Appellant “issued this policy to Angelina County (herein called the Policyholder) in consideration of the application of the Policyholder and of the payment of premiums in accordance with the terms of this policy, and agrees to pay benefits as provided herein with respect to any employees insured hereunder.” (Emphasis ours)
The policy covered all employees choosing to be covered by the policy. The county auditor collected the monthly premium from those employees electing to be covered by the policy. The auditor was the paying agent for these employees. The policy did not require that all employees of the county had to join in the policy. Appellant had accepted premiums covering some but not all of the employees of the county. Each month the auditor advised appellant of the names of each new employee to be covered, as well as names of employees no longer desiring to be covered by the policy. This was called the Monthly Adjustment List. Appellant prepared and sent such form in March, 1965 to the auditor for the premium due April 1st, 1965. Additions, terminations and other changes since the last Monthly Adjustment List were made by the auditor. This statement with notice of premium due had on it “Keep this notice; your check is evidence of payment. Receipt will be furnished on request.”
On March 25th, 1965, appellant wrote the county auditor, Mr. Hicks, that the “listing you recently sent us against a current listing of ours I find eight employees that we have on active list that you do not. These employees are: (names omitted here)
If these employees are no longer in your employ please complete Request for Change forms, which „ I am enclosing for your convenience, giving us full termination information and as soon as this has been done, mail forms to this office for processing.
Also I notice that A. R. Geye is the correspondent for this case and as it appears that he is no longer employed to whom should all correspondence be mailed in the future.”
In answer to the letter from appellant of March 25, 1965, the auditor promptly filled out the forms requested as to the employees who had terminated their insurance and listed employees to be covered by the policy who had not been under the policy before, together with the premium respectively owed on the policy for the month of April. Appellee’s premium on the policy was paid through the auditor by check No. 3315 dated March 31, 1965 in the sum of $49.70. This check paid the premium of appellee and three other employees of the county. The check was cashed by appellant. Appellant attempted to terminate the policy as of April 1, 1965 when it issued a check dated April 22, 1965 in the sum of $213.12 payable to Angelina County supposed to represent a refund of premiums paid. It was received by the auditor sometime after April 22, 1965. It was not cashed.

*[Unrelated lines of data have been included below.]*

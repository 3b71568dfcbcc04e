//! Solve a small linear system with Cramer's rule
//!
//! Each line of the input file holds the coefficients of one equation followed
//! by its right-hand side value.
//!
//! Usage:
//!   cargo run --release --bin cramer -- matrix.txt
//!   RUST_LOG=info cargo run --release --bin cramer -- --verify --threads 4 matrix.txt

use clap::Parser;
use math_audio_cramer::{
    CramerSolution, LinearSystem, ParallelConfig, SolverConfig, load_system, solve, verify,
};
use std::error::Error;
use std::fmt::Write as FmtWrite;
use std::path::PathBuf;
use std::time::Instant;

#[derive(Parser, Debug)]
#[command(
    name = "cramer",
    about = "Solve Ax = b with Cramer's rule, one parallel task per unknown"
)]
struct Cli {
    /// Input file: one equation per line, coefficients then right-hand side
    #[arg(default_value = "matrix.txt")]
    file: PathBuf,

    /// Print values with this many decimals instead of the default formatting
    #[arg(long)]
    precision: Option<usize>,

    /// Print the solution and determinant as JSON
    #[arg(long)]
    json: bool,

    /// Solve the unknowns one after another on the main thread
    #[arg(long)]
    sequential: bool,

    /// Number of threads for the per-unknown tasks (0 = use all available cores)
    #[arg(long, default_value_t = 0)]
    threads: usize,

    /// Cross-check the result against an LU solve and log the residual
    #[arg(long)]
    verify: bool,
}

impl Cli {
    fn solver_config(&self) -> SolverConfig {
        let parallel = if self.sequential {
            ParallelConfig::sequential()
        } else {
            ParallelConfig {
                enabled: true,
                num_threads: (self.threads > 0).then_some(self.threads),
            }
        };
        SolverConfig { parallel }
    }
}

fn main() {
    env_logger::init();

    let args = Cli::parse();

    // Every failure ends the same way: one line, normal exit.
    match run(&args) {
        Ok(output) => println!("{output}"),
        Err(e) => println!("Error: {e}"),
    }
}

fn run(args: &Cli) -> Result<String, Box<dyn Error>> {
    let start = Instant::now();

    let system = load_system(&args.file)?.into_square()?;
    let solution = solve(&system, &args.solver_config())?;
    log::info!(
        "Solved {}x{} system from {} in {:.2?}",
        system.dim(),
        system.dim(),
        args.file.display(),
        start.elapsed()
    );

    if args.verify {
        check(&system, &solution);
    }

    if args.json {
        return Ok(serde_json::to_string_pretty(&solution)?);
    }
    Ok(format_solution(&solution, args.precision))
}

// Advisory only: a failed cross-check never replaces the Cramer result.
fn check(system: &LinearSystem, solution: &CramerSolution) {
    let report = match verify(system, &solution.x) {
        Ok(report) => report,
        Err(e) => {
            log::warn!("LU cross-check unavailable: {e}");
            return;
        }
    };
    let scale = solution.x.iter().fold(1.0_f64, |acc, v| acc.max(v.abs()));
    if report.max_deviation > 1e-6 * scale {
        log::warn!(
            "Cramer solution deviates from LU by {:.3e}; the system may be ill-conditioned",
            report.max_deviation
        );
    }
}

fn format_solution(solution: &CramerSolution, precision: Option<usize>) -> String {
    let mut line = String::from("Solution:");
    for value in solution.x.iter() {
        let _ = match precision {
            Some(p) => write!(&mut line, " {value:.p$}"),
            None => write!(&mut line, " {value}"),
        };
    }
    line
}
// SPDX-License-Identifier: Apache-2.0
// Copyright 2025 itsakeyfut
//
// Licensed under the Apache License, Version 2.0 (the "License");
// you may not use this file except in compliance with the License.
// You may obtain a copy of the License at
//
//     http://www.apache.org/licenses/LICENSE-2.0
//
// Unless required by applicable law or agreed to in writing, software
// distributed under the License is distributed on an "AS IS" BASIS,
// WITHOUT WARRANTIES OR CONDITIONS OF ANY KIND, either express or implied.
// See the License for the specific language governing permissions and
// limitations under the License.

//! Termination signal handling
//!
//! Signal handlers only set a flag; the input source picks it up on its
//! next poll and turns it into a quit request.

use std::sync::atomic::{AtomicBool, Ordering};

static QUIT_REQUESTED: AtomicBool = AtomicBool::new(false);

/// True once a termination signal has arrived
pub fn should_quit() -> bool {
    QUIT_REQUESTED.load(Ordering::SeqCst)
}

/// Ask the running session to quit
pub fn request_quit() {
    QUIT_REQUESTED.store(true, Ordering::SeqCst);
}

/// Route SIGINT and SIGTERM to [`request_quit`]
#[cfg(unix)]
pub fn install() {
    use std::os::raw::c_int;
    const SIGINT: c_int = 2;
    const SIGTERM: c_int = 15;

    extern "C" fn handler(_sig: c_int) {
        request_quit();
    }

    unsafe extern "C" {
        fn signal(sig: c_int, handler: extern "C" fn(c_int)) -> usize;
    }

    // SAFETY: the handler only stores to an atomic
    unsafe {
        let _ = signal(SIGINT, handler);
        let _ = signal(SIGTERM, handler);
    }
}

/// No signal routing on this platform; the frame limit still ends the run
#[cfg(not(unix))]
pub fn install() {}
// SPDX-License-Identifier: Apache-2.0
// Copyright 2025 itsakeyfut
//
// Licensed under the Apache License, Version 2.0 (the "License");
// you may not use this file except in compliance with the License.
// You may obtain a copy of the License at
//
//     http://www.apache.org/licenses/LICENSE-2.0
//
// Unless required by applicable law or agreed to in writing, software
// distributed under the License is distributed on an "AS IS" BASIS,
// WITHOUT WARRANTIES OR CONDITIONS OF ANY KIND, either express or implied.
// See the License for the specific language governing permissions and
// limitations under the License.

//! Frame pacing
//!
//! The Virtual Boy refreshes at roughly 50 Hz. When the core finishes a step
//! early, the loop sleeps for the rest of the frame budget; when it runs
//! late, the loop carries on immediately. The reference timestamp is taken
//! after the sleep, so each paced iteration lasts at least one budget.

use std::time::{Duration, Instant};

/// Wall-clock budget of one emulated frame
pub const FRAME_BUDGET: Duration = Duration::from_millis(20);

/// Monotonic time source with a coarse sleep
pub trait Clock {
    /// Time elapsed since an arbitrary fixed origin
    fn now(&self) -> Duration;

    /// Block the thread for `duration`
    fn sleep(&mut self, duration: Duration);
}

/// [`Clock`] backed by [`Instant`] and [`std::thread::sleep`]
#[derive(Debug, Clone, Copy)]
pub struct SystemClock {
    origin: Instant,
}

impl SystemClock {
    /// Create a clock whose origin is now
    pub fn new() -> Self {
        Self {
            origin: Instant::now(),
        }
    }
}

impl Default for SystemClock {
    fn default() -> Self {
        Self::new()
    }
}

impl Clock for SystemClock {
    fn now(&self) -> Duration {
        self.origin.elapsed()
    }

    fn sleep(&mut self, duration: Duration) {
        std::thread::sleep(duration);
    }
}

/// Sleeps away whatever is left of the frame budget
#[derive(Debug, Clone, Copy)]
pub struct FramePacer {
    budget: Duration,
    reference: Duration,
}

impl FramePacer {
    /// Create a pacer with the given frame budget
    pub fn new(budget: Duration) -> Self {
        Self {
            budget,
            reference: Duration::ZERO,
        }
    }

    /// Frame budget
    pub fn budget(&self) -> Duration {
        self.budget
    }

    /// Timestamp the next iteration is measured from
    pub fn reference(&self) -> Duration {
        self.reference
    }

    /// Set the reference timestamp (start of the first iteration)
    pub fn reset(&mut self, now: Duration) {
        self.reference = now;
    }

    /// Wait out the remainder of the budget
    ///
    /// # Returns
    ///
    /// The time slept, or `None` if the iteration already used its budget.
    pub fn pace(&mut self, clock: &mut dyn Clock) -> Option<Duration> {
        let elapsed = clock.now().saturating_sub(self.reference);
        let slept = if elapsed < self.budget {
            let remaining = self.budget - elapsed;
            clock.sleep(remaining);
            Some(remaining)
        } else {
            None
        };

        self.reference = clock.now();
        slept
    }
}

impl Default for FramePacer {
    fn default() -> Self {
        Self::new(FRAME_BUDGET)
    }
}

On April 4, 1965 claim of appellee for benefits under the policy was completed on a form furnished by appellant and forwarded to appellant. On March 25, 1965 the auditor sent appellant a letter stating, “This will notify you that the County of
Under Section 2, “Extended Benefits”, the policy provides that if an employee becomes confined in a hospital for * * disease within a period of three months immediately following the discontinuance of the insurance of such employee under this part (referring to the insuring clause) hospital benefits shall be payable as though confinement had commenced prior to such discontinuance, if the confinement is due to a disease which commenced prior to such discontinuance. Kenneth Gaskamp testified he saw Dr. Reid and went to the hospital April 2, 1965. He was sick some 5 days to a week before he saw Dr. Reid and went to the hospital. He was at home. He had a bad cold, for which his wife gave him 9 or 12 shots of Penicillin. It ran into pneumonia. His fever got high. He stayed in bed all one day before going to the hospital and for several days he was up and down but able to walk. He stated that if he had been called on an emergency call he would have gone whether he was able or not. He was a constable. With the evidence from appellee as to the nature and duration of his illness, the trial court could have found that under Section 2, “Extended Benefits”, the policy was in force for three months after April 1, 1965, with appellee covered by the insurance policy.
There being no findings of fact or conclusions of law, this court assumes the trial court found every disputed fact in favor of appellee. Construction and General Labor Union, Local No. 688 v. Stephenson, 1950, 148 Tex. 434, 225 S.W.2d 958; Old National Life Insurance Co. v. Guest (Tex.Civ.App.1942), 163 S.W.2d 241, err. ref.; Rolison v. Puckett, 1946, 145 Tex. 366, 198 S.W.2d 74.
Appellant’s contentions embodied in their sole point of error are overrruled. Judgment of the trial court affirmed.